I started by expressing misgivings about your coming here, and that, also, has a bit to do with the old guard. I don’t want to see the city give away the store to you, just to get you to come, and do it in ways that would cripple the city. I’m afraid it would be in the character and M.O. of the old guard to do just that. They often operate out of a mid-20th century mentality that is half boosterism, half inferiority complex, willing to sell their first-born sons if it will “put this town on the map.”

The new school is not that way. They want to draw the map. They want to build a successful community from the ground up.

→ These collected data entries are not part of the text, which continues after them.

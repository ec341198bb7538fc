//! Lesson interface and declarative lesson metadata.
//!
//! This module defines the [`Lesson`] trait that every lesson implements,
//! the [`LessonDescriptor`] metadata it exposes, and the [`LessonRegistry`]
//! for lookup by display name.
//!
//! # Architecture
//!
//! ```text
//! LessonRegistry::builtin()
//!     |
//!     |-- register(HelloWorkshop) ----+
//!     |-- register(Echo) -------------+--> sorted by (major, minor)
//!     |
//!     |   discover() --> Vec<LessonDescriptor>   (control plane prompts)
//!     |   lookup("echo") --> &dyn Lesson          (worker executes)
//!     |        |
//!     |        v
//!     |   run(input) --> Result<String>
//! ```

pub mod builtin;
pub mod registry;

use std::fmt;

use anyhow::Result;
use async_trait::async_trait;

pub use registry::{LessonRegistry, RegistryError};

/// Characters that may not appear in a display name. The comma is the
/// separator used when an invocation's arguments are echoed as one line.
pub const ARGUMENT_SEPARATOR: char = ',';

/// Ordering key for lessons: workshop part, then position within the part.
#[derive(Debug, Clone, Copy, PartialEq, Eq, PartialOrd, Ord, Hash, Default)]
pub struct GroupOrder {
    pub major: u32,
    pub minor: u32,
}

impl GroupOrder {
    pub const fn new(major: u32, minor: u32) -> Self {
        Self { major, minor }
    }
}

impl fmt::Display for GroupOrder {
    fn fmt(&self, f: &mut fmt::Formatter<'_>) -> fmt::Result {
        write!(f, "{}.{}", self.major, self.minor)
    }
}

/// Declarative metadata for one lesson.
///
/// Use [`LessonDescriptor::new`] for the required fields, then chain the
/// optional prompt setters.
#[derive(Debug, Clone, PartialEq, Eq)]
pub struct LessonDescriptor {
    /// Short stable identifier, echoed back as the artifact's `lessonId`.
    pub id: String,
    /// Unique name shown to the user and passed to the worker.
    pub display_name: String,
    pub group_order: GroupOrder,
    /// Whether the control plane must collect free text before starting.
    pub needs_input: bool,
    pub input_prompt_title: Option<String>,
    pub input_prompt_message: Option<String>,
    pub informational_title: Option<String>,
    pub informational_message: Option<String>,
}

impl LessonDescriptor {
    /// Create a descriptor with no prompt customisation and no input.
    pub fn new(
        id: impl Into<String>,
        display_name: impl Into<String>,
        group_order: GroupOrder,
    ) -> Self {
        Self {
            id: id.into(),
            display_name: display_name.into(),
            group_order,
            needs_input: false,
            input_prompt_title: None,
            input_prompt_message: None,
            informational_title: None,
            informational_message: None,
        }
    }

    /// Require free-text input.
    pub fn needs_input(mut self) -> Self {
        self.needs_input = true;
        self
    }

    /// Set the label and message of the input prompt.
    pub fn input_prompt(mut self, title: impl Into<String>, message: impl Into<String>) -> Self {
        self.input_prompt_title = Some(title.into());
        self.input_prompt_message = Some(message.into());
        self
    }

    /// Set the informational screen shown before the input prompt.
    pub fn informational(mut self, title: impl Into<String>, message: impl Into<String>) -> Self {
        self.informational_title = Some(title.into());
        self.informational_message = Some(message.into());
        self
    }

    /// Label used in the lesson choice prompt, e.g. `1.5 - Echo`.
    pub fn choice_label(&self) -> String {
        format!("{} - {}", self.group_order, self.display_name)
    }

    /// Whether the informational screen has anything to show.
    pub fn has_informational_screen(&self) -> bool {
        let non_blank = |s: &Option<String>| s.as_deref().is_some_and(|v| !v.trim().is_empty());
        non_blank(&self.informational_title) || non_blank(&self.informational_message)
    }
}

/// A runnable lesson.
///
/// Implementations wrap whatever the lesson actually does (a chat call, a
/// computation) behind one async `run`. Errors are returned, never
/// panicked; the worker converts them into a failed result artifact.
#[async_trait]
pub trait Lesson: Send + Sync {
    /// Metadata for this lesson.
    fn descriptor(&self) -> &LessonDescriptor;

    /// Execute the lesson against the user's input and return its output
    /// (markdown is allowed).
    async fn run(&self, input: &str) -> Result<String>;
}

const _: () = {
    fn _assert_object_safe(_: &dyn Lesson) {}
};

#[cfg(test)]
mod tests {
    use super::*;

    #[test]
    fn group_order_sorts_major_then_minor() {
        let mut orders = vec![
            GroupOrder::new(2, 1),
            GroupOrder::new(1, 8),
            GroupOrder::new(1, 5),
            GroupOrder::new(0, 9),
        ];
        orders.sort();
        assert_eq!(
            orders,
            vec![
                GroupOrder::new(0, 9),
                GroupOrder::new(1, 5),
                GroupOrder::new(1, 8),
                GroupOrder::new(2, 1),
            ]
        );
    }

    #[test]
    fn choice_label_includes_order() {
        let d = LessonDescriptor::new("echo", "Echo", GroupOrder::new(1, 5));
        assert_eq!(d.choice_label(), "1.5 - Echo");
    }

    #[test]
    fn informational_screen_requires_non_blank_text() {
        let plain = LessonDescriptor::new("a", "A", GroupOrder::default());
        assert!(!plain.has_informational_screen());

        let blank = plain.clone().informational("  ", "");
        assert!(!blank.has_informational_screen());

        let titled = plain.informational("Heads up", "");
        assert!(titled.has_informational_screen());
    }

    #[test]
    fn builder_sets_prompt_fields() {
        let d = LessonDescriptor::new("x", "X", GroupOrder::new(1, 1))
            .needs_input()
            .input_prompt("Label", "Type something");
        assert!(d.needs_input);
        assert_eq!(d.input_prompt_title.as_deref(), Some("Label"));
        assert_eq!(d.input_prompt_message.as_deref(), Some("Type something"));
    }
}
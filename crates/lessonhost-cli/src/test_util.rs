//! Helpers shared by the CLI's unit tests.

use std::sync::{Mutex, MutexGuard};

static ENV_LOCK: Mutex<()> = Mutex::new(());

/// Serialize tests that mutate process environment variables.
pub fn lock_env() -> MutexGuard<'static, ()> {
    ENV_LOCK.lock().unwrap_or_else(|poisoned| poisoned.into_inner())
}
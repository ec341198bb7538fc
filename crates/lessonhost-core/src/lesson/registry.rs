//! Lesson registry -- the explicitly registered set of runnable lessons.
//!
//! Both processes build the same registry: the control plane to present the
//! lesson choice, the worker to resolve the display name it was started with.

use std::collections::HashMap;

use super::{ARGUMENT_SEPARATOR, Lesson, LessonDescriptor};

/// Errors raised while registering lessons.
#[derive(Debug, thiserror::Error, PartialEq, Eq)]
pub enum RegistryError {
    #[error("duplicate lesson display name: {0:?}")]
    DuplicateName(String),

    #[error("lesson display name must not be blank")]
    BlankName,

    #[error("lesson display name {0:?} contains a reserved character")]
    InvalidName(String),
}

/// A collection of registered [`Lesson`] implementations, ordered by
/// [`super::GroupOrder`] and keyed case-insensitively by display name.
#[derive(Default)]
pub struct LessonRegistry {
    lessons: Vec<Box<dyn Lesson>>,
    by_name: HashMap<String, usize>,
}

impl LessonRegistry {
    /// Create an empty registry.
    pub fn new() -> Self {
        Self::default()
    }

    /// Register a lesson.
    ///
    /// Fails if the display name is blank, contains the argument separator
    /// or a control character, or collides (ignoring case) with a lesson
    /// already registered.
    pub fn register(&mut self, lesson: impl Lesson + 'static) -> Result<(), RegistryError> {
        let name = lesson.descriptor().display_name.clone();
        validate_display_name(&name)?;

        let key = name_key(&name);
        if self.by_name.contains_key(&key) {
            return Err(RegistryError::DuplicateName(name));
        }

        self.lessons.push(Box::new(lesson));
        self.lessons.sort_by(|a, b| {
            let (a, b) = (a.descriptor(), b.descriptor());
            a.group_order
                .cmp(&b.group_order)
                .then_with(|| a.display_name.cmp(&b.display_name))
        });
        self.reindex();
        Ok(())
    }

    fn reindex(&mut self) {
        self.by_name = self
            .lessons
            .iter()
            .enumerate()
            .map(|(i, l)| (name_key(&l.descriptor().display_name), i))
            .collect();
    }

    /// Descriptors of every registered lesson, sorted by group order.
    pub fn discover(&self) -> Vec<LessonDescriptor> {
        self.lessons.iter().map(|l| l.descriptor().clone()).collect()
    }

    /// Look up a lesson by display name, ignoring case and surrounding
    /// whitespace.
    pub fn lookup(&self, display_name: &str) -> Option<&dyn Lesson> {
        self.by_name
            .get(&name_key(display_name))
            .map(|&i| self.lessons[i].as_ref())
    }

    /// Look up only the descriptor of a lesson.
    pub fn descriptor(&self, display_name: &str) -> Option<&LessonDescriptor> {
        self.lookup(display_name).map(|l| l.descriptor())
    }

    /// Return the number of registered lessons.
    pub fn len(&self) -> usize {
        self.lessons.len()
    }

    /// Return `true` if no lessons are registered.
    pub fn is_empty(&self) -> bool {
        self.lessons.is_empty()
    }
}

impl std::fmt::Debug for LessonRegistry {
    fn fmt(&self, f: &mut std::fmt::Formatter<'_>) -> std::fmt::Result {
        f.debug_struct("LessonRegistry")
            .field(
                "lessons",
                &self
                    .lessons
                    .iter()
                    .map(|l| l.descriptor().display_name.as_str())
                    .collect::<Vec<_>>(),
            )
            .finish()
    }
}

fn name_key(name: &str) -> String {
    name.trim().to_lowercase()
}

/// Check that a display name can travel as a single worker argument.
pub fn validate_display_name(name: &str) -> Result<(), RegistryError> {
    if name.trim().is_empty() {
        return Err(RegistryError::BlankName);
    }
    if name.contains(ARGUMENT_SEPARATOR) || name.chars().any(char::is_control) {
        return Err(RegistryError::InvalidName(name.to_string()));
    }
    Ok(())
}
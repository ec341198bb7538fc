//! Timing and sizing knobs for the handoff protocol.

use std::time::Duration;

/// Configuration for one worker invocation's handoff.
///
/// The defaults match the timings the protocol was tuned with: poll for
/// the artifact every 100 ms for up to 30 s, wait 200 ms for the writer to
/// flush, then read with up to 5 attempts backing off from 50 ms to 200 ms.
#[derive(Debug, Clone, PartialEq, Eq)]
pub struct HandoffConfig {
    /// Interval between file existence probes.
    pub poll_interval: Duration,
    /// Overall time allowed for the artifact file to appear.
    pub file_deadline: Duration,
    /// Grace period between detecting the file and the first read.
    pub stabilization: Duration,
    /// Total read attempts when the file is locked.
    pub read_attempts: u32,
    /// First backoff between read attempts; doubles each retry.
    pub read_backoff: Duration,
    /// Upper bound on the read backoff.
    pub read_backoff_max: Duration,
    /// Maximum time to wait for the worker to announce its result.
    pub worker_deadline: Duration,
}

impl Default for HandoffConfig {
    fn default() -> Self {
        Self {
            poll_interval: Duration::from_millis(100),
            file_deadline: Duration::from_secs(30),
            stabilization: Duration::from_millis(200),
            read_attempts: 5,
            read_backoff: Duration::from_millis(50),
            read_backoff_max: Duration::from_millis(200),
            worker_deadline: Duration::from_secs(600),
        }
    }
}

impl HandoffConfig {
    /// Backoff before read attempt `attempt + 1` (zero-based `attempt`).
    pub fn backoff_for(&self, attempt: u32) -> Duration {
        let factor = 1u32.checked_shl(attempt).unwrap_or(u32::MAX);
        self.read_backoff
            .checked_mul(factor)
            .unwrap_or(self.read_backoff_max)
            .min(self.read_backoff_max)
    }
}

#[cfg(test)]
mod tests {
    use super::*;

    #[test]
    fn defaults_match_protocol_timings() {
        let cfg = HandoffConfig::default();
        assert_eq!(cfg.poll_interval, Duration::from_millis(100));
        assert_eq!(cfg.file_deadline, Duration::from_secs(30));
        assert_eq!(cfg.stabilization, Duration::from_millis(200));
        assert_eq!(cfg.read_attempts, 5);
    }

    #[test]
    fn backoff_doubles_and_caps() {
        let cfg = HandoffConfig::default();
        assert_eq!(cfg.backoff_for(0), Duration::from_millis(50));
        assert_eq!(cfg.backoff_for(1), Duration::from_millis(100));
        assert_eq!(cfg.backoff_for(2), Duration::from_millis(200));
        assert_eq!(cfg.backoff_for(3), Duration::from_millis(200));
        assert_eq!(cfg.backoff_for(40), Duration::from_millis(200));
    }
}
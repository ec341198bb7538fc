//! Core of lessonhost: the lesson registry, the worker-side runner, and the
//! control-plane side of the result handoff protocol.
//!
//! ```text
//! control plane                                   worker process
//! -------------                                   --------------
//! flow::InteractionFlow --Invocation--> launcher --> worker::WorkerRunner
//!                                                        |
//!                                          artifact file + sentinel line
//!                                                        |
//! sentinel::OutputWatcher <----------- stdout lines -----+
//!        |
//! reader::ArtifactReader --ResultArtifact--> flow::present_result
//! ```

pub mod artifact;
pub mod config;
pub mod flow;
pub mod interaction;
pub mod launcher;
pub mod lesson;
pub mod reader;
pub mod sentinel;
pub mod session;
pub mod worker;

pub use artifact::ResultArtifact;
pub use config::HandoffConfig;
pub use lesson::{Lesson, LessonDescriptor, LessonRegistry};
//! The `WorkerLauncher` trait -- starts and stops worker processes.
//!
//! The control plane never talks to a worker except through its command
//! line (an [`Invocation`]) and its stdout lines. The trait is object-safe
//! so sessions take `&dyn WorkerLauncher`.

pub mod process;

use std::pin::Pin;

use anyhow::Result;
use async_trait::async_trait;
use futures::Stream;

use crate::flow::Invocation;

pub use process::ProcessLauncher;

/// Identifies one started worker.
#[derive(Debug, Clone, PartialEq, Eq)]
pub struct WorkerHandle {
    /// OS process id.
    pub pid: u32,
    /// Name of the launcher that started it.
    pub launcher_name: String,
}

/// One item of a worker's output stream.
#[derive(Debug, Clone, PartialEq, Eq)]
pub enum WorkerLine {
    /// A line of stdout, without its terminator.
    Stdout(String),
    /// Reading stdout failed; the stream ends after this.
    Error { message: String },
    /// Stdout closed. Always the last item.
    Closed,
}

/// Adapter interface for running workers.
#[async_trait]
pub trait WorkerLauncher: Send + Sync {
    /// Human-readable name (e.g. "process").
    fn name(&self) -> &str;

    /// Start a worker for `invocation`.
    async fn start(&self, invocation: &Invocation) -> Result<WorkerHandle>;

    /// Stream the worker's stdout. The stream yields [`WorkerLine::Closed`]
    /// last. It can be taken once per handle.
    fn lines(&self, handle: &WorkerHandle) -> Pin<Box<dyn Stream<Item = WorkerLine> + Send>>;

    /// Stop the worker: SIGTERM, a grace period, then SIGKILL.
    async fn kill(&self, handle: &WorkerHandle) -> Result<()>;

    /// Wait for the worker to exit and return its exit code, if any.
    async fn wait(&self, handle: &WorkerHandle) -> Result<Option<i32>>;

    /// Stop tracking the worker without stopping it. The worker is reaped in
    /// the background once it exits.
    async fn detach(&self, handle: &WorkerHandle);
}

const _: () = {
    fn _assert_object_safe(_: &dyn WorkerLauncher) {}
};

If there is some way you can come here and fit yourselves into that more organic mode, then, yes, Dallas would be an exciting and rewarding place for you to build your new not-the-real-headquarters. And Dallas would welcome you.

If it has to be the other way around, if the city has to agree to rename itself Amazonville and pay taxes to you instead of you paying taxes to the city, then, no, not so much. That kind of relocation deal probably would not sit well with the people who are going to be running this place in a couple years. That would be like another old Cadillac parked down by the river — not destined to stay there for long.

By the way, no one here listens to me. Should have mentioned that at the top. My bad.